I next sought out Ferrara’s King of New York. A movie which precedes Bad Lieutenant by only two years, it feels like the latter is a companion piece to it. King of New York stars Christopher Walken as a gangster who gets out of prison and wants to get back on top of the food chain with the help of an absolutely amazing cast including Laurence Fishburne, Steve Buscemi and two rival cops played by Wesley Snipes and David Caruso.

But the movie I really want to discuss is Ferrara’s 1995 bizarre, yet brilliant vampire movie, that’s right, vampire movie, The Addiction. I had little idea what this film was about heading into it, all I knew was, it was directed by Ferrara, it was written by Nick St. John who has written many of Ferrara’s films including King of New York, and it starred Lili Taylor, Chris Walken, Michael Imperioli, Edie Falco and Annabella Sciorra. That was enough for me to buy a bootleg version of the film, because as we speak, it has yet to have an official DVD release. The movie is about vampires, but don’t be misled, it is probably the most subtle vampire movie I’ve ever seen in my life. Of the 82 minutes that the movie lasts, I think I was only sure I was watching a movie about vampires about 60 minutes into it. Maybe it’s my fault, maybe I missed something that others did not, but considering this is an Abel Ferrara movie, known for making gritty films about seedy cops, gangsters and criminals, I wasn’t expecting this to be about the blood sucking undead.

But it is about so much more than that. The film takes place in modern day 1990s Manhattan. A female graduate student is bitten by an attractive older woman on the street one night. She suddenly develops a thirst for blood and then decides to infect her professor, her best friend, and others while still trying to figure out who she is and what she’s become. I think that’s what makes this movie so special. The lead character might be a vampire itching to kill, but she is also a person who questions morality. After all, it is her major in school. You see, while the movie centers around vampires, it also cleverly discusses the history of evil, with the Holocaust and Vietnam in particular, and the moral decisions that one makes in ones lifetime.
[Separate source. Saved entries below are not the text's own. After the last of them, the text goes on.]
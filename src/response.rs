use serde::Serialize;
use std::time::{SystemTime, UNIX_EPOCH};

use crate::orchestrator::{ClientUsage, GeneratedReply};
use crate::prompt::{Tone, ToneDescription};
use crate::request::DEFAULT_TONE;
use crate::usage_tracker::UsageSnapshot;

fn now_millis() -> u64 {
    SystemTime::now()
        .duration_since(UNIX_EPOCH)
        .unwrap_or_default()
        .as_millis() as u64
}

#[derive(Debug, Serialize)]
#[serde(rename_all = "camelCase")]
pub struct GenerateReplyResponse {
    pub success: bool,
    pub reply: String,
    pub tone: String,
    pub timestamp: u64,
    #[serde(flatten)]
    pub usage: UsageSnapshot,
}

impl From<GeneratedReply> for GenerateReplyResponse {
    fn from(generated: GeneratedReply) -> Self {
        Self {
            success: true,
            reply: generated.reply,
            tone: generated.tone,
            timestamp: now_millis(),
            usage: generated.usage,
        }
    }
}

#[derive(Debug, Serialize)]
#[serde(rename_all = "camelCase")]
pub struct UsageResponse {
    pub success: bool,
    pub client_ip: String,
    pub timestamp: u64,
    #[serde(flatten)]
    pub usage: UsageSnapshot,
}

impl From<ClientUsage> for UsageResponse {
    fn from(usage: ClientUsage) -> Self {
        Self {
            success: true,
            client_ip: usage.client_id,
            timestamp: now_millis(),
            usage: usage.usage,
        }
    }
}

#[derive(Debug, Serialize)]
#[serde(rename_all = "camelCase")]
pub struct TonesResponse {
    pub success: bool,
    pub tones: [ToneDescription; 5],
    pub default_tone: &'static str,
}

impl TonesResponse {
    pub fn current() -> Self {
        Self {
            success: true,
            tones: Tone::supported(),
            default_tone: DEFAULT_TONE,
        }
    }
}
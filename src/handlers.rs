use axum::{
    async_trait,
    extract::{rejection::JsonRejection, ConnectInfo, FromRequestParts, State},
    http::{request::Parts, HeaderValue},
    response::{IntoResponse, Response},
    Json,
};
use std::convert::Infallible;
use std::net::SocketAddr;

use crate::client_id::{ClientContext, ResolvedClientId};
use crate::error::Error;
use crate::request::GenerationRequest;
use crate::response::{GenerateReplyResponse, TonesResponse, UsageResponse};
use crate::server::AppState;
use crate::usage_tracker::UsageSnapshot;

pub const LIMIT_HEADER: &str = "x-ratelimit-limit";
pub const REMAINING_HEADER: &str = "x-ratelimit-remaining";

/// Reads the identifier the logging middleware stored; resolves it from the
/// headers and peer address only when the middleware did not run.
#[async_trait]
impl FromRequestParts<AppState> for ResolvedClientId {
    type Rejection = Infallible;

    async fn from_request_parts(parts: &mut Parts, state: &AppState) -> Result<Self, Self::Rejection> {
        if let Some(resolved) = parts.extensions.get::<ResolvedClientId>() {
            return Ok(resolved.clone());
        }

        let peer = parts
            .extensions
            .get::<ConnectInfo<SocketAddr>>()
            .map(|ConnectInfo(addr)| *addr);
        let context = ClientContext::new(parts.headers.clone(), peer);
        Ok(ResolvedClientId(state.service.client_id(&context)))
    }
}

/// Attach the usage headers clients use to pace themselves.
pub(crate) fn with_usage_headers(mut response: Response, usage: &UsageSnapshot) -> Response {
    let headers = response.headers_mut();
    headers.insert(LIMIT_HEADER, HeaderValue::from(usage.max_calls));
    headers.insert(REMAINING_HEADER, HeaderValue::from(usage.remaining_calls));
    response
}

/// Draft a reply, charging the caller's daily quota
pub async fn generate_reply(
    State(state): State<AppState>,
    ResolvedClientId(client_id): ResolvedClientId,
    payload: Result<Json<GenerationRequest>, JsonRejection>,
) -> Result<Response, Error> {
    let Json(request) = payload.map_err(|rejection| Error::Validation(rejection.body_text()))?;
    let generated = state.service.generate_reply_for(client_id, request).await?;

    let usage = generated.usage.clone();
    Ok(with_usage_headers(
        Json(GenerateReplyResponse::from(generated)).into_response(),
        &usage,
    ))
}

/// Current usage for the caller; never consumes quota
pub async fn usage(
    State(state): State<AppState>,
    ResolvedClientId(client_id): ResolvedClientId,
) -> Response {
    let usage = state.service.usage_of(client_id);
    let snapshot = usage.usage.clone();
    with_usage_headers(Json(UsageResponse::from(usage)).into_response(), &snapshot)
}

/// Charge one call without generating anything
pub async fn consume(
    State(state): State<AppState>,
    ResolvedClientId(client_id): ResolvedClientId,
) -> Result<Response, Error> {
    let usage = state.service.consume_for(client_id)?;
    let snapshot = usage.usage.clone();
    Ok(with_usage_headers(
        Json(UsageResponse::from(usage)).into_response(),
        &snapshot,
    ))
}

pub async fn supported_tones() -> impl IntoResponse {
    Json(TonesResponse::current())
}

/// Health check endpoint
pub async fn health_check(State(state): State<AppState>) -> impl IntoResponse {
    Json(state.health.check_health().await)
}
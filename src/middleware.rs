use axum::{
    extract::{ConnectInfo, Request, State},
    http::HeaderValue,
    middleware::Next,
    response::Response,
};
use std::net::SocketAddr;
use tracing::info;
use uuid::Uuid;

use crate::client_id::{ClientContext, ResolvedClientId};
use crate::server::AppState;

pub const REQUEST_ID_HEADER: &str = "x-request-id";

/// Logging middleware for request/response tracking. Reuses an inbound
/// `x-request-id` or assigns a new one, and echoes it on the response. The
/// resolved client identifier is stored in the request extensions for the
/// handlers.
pub async fn logging_middleware(
    State(state): State<AppState>,
    mut request: Request,
    next: Next,
) -> Response {
    let method = request.method().clone();
    let uri = request.uri().clone();
    let client_id = state.service.client_id(&client_context(&request));
    let request_id = request_id(&request);

    if let Ok(value) = HeaderValue::from_str(&request_id) {
        request.headers_mut().insert(REQUEST_ID_HEADER, value);
    }
    request
        .extensions_mut()
        .insert(ResolvedClientId(client_id.clone()));

    info!(
        target: "replygate::middleware",
        request_id = %request_id,
        method = %method,
        uri = %uri,
        client_id = %client_id,
        "Incoming request"
    );

    let mut response = next.run(request).await;

    let status = response.status();
    info!(
        target: "replygate::middleware",
        request_id = %request_id,
        method = %method,
        uri = %uri,
        status = %status,
        "Request completed"
    );

    if let Ok(value) = HeaderValue::from_str(&request_id) {
        response.headers_mut().insert(REQUEST_ID_HEADER, value);
    }
    response
}

pub(crate) fn client_context(request: &Request) -> ClientContext {
    let peer = request
        .extensions()
        .get::<ConnectInfo<SocketAddr>>()
        .map(|ConnectInfo(addr)| *addr);
    ClientContext::new(request.headers().clone(), peer)
}

fn request_id(request: &Request) -> String {
    request
        .headers()
        .get(REQUEST_ID_HEADER)
        .and_then(|value| value.to_str().ok())
        .map(str::trim)
        .filter(|value| !value.is_empty() && value.len() <= 128)
        .map(str::to_string)
        .unwrap_or_else(|| Uuid::new_v4().to_string())
}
There are many things that make this movie stand out. For one, it is unlike any other vampire film ever made. The vampires here, though hurt by sunlight and crosses, do not perish at the sight of either one. The lead character also walks around in broad daylight, albeit with sunglasses on, but manages not to melt like other vampires do in other films. The cinematography is brilliant, of course, I don’t think Ferrara would have it any other way. Although he’s made several films in New York, I don’t know if he’s ever covered the unique landscape of the city the way he does so in The Addiction. Shot in black and white (get it? The history of evil is… black and white.), it is a gorgeous portrayal of the city that accompanies an equally original and fresh story. I wish everyone could see it and understand why it’s so good. It’s an underrated film because it’s very dark and disturbing, but also because it’s mostly unavailable. But if somehow you are able to get your hands on it, I wouldn’t miss the opportunity to see it.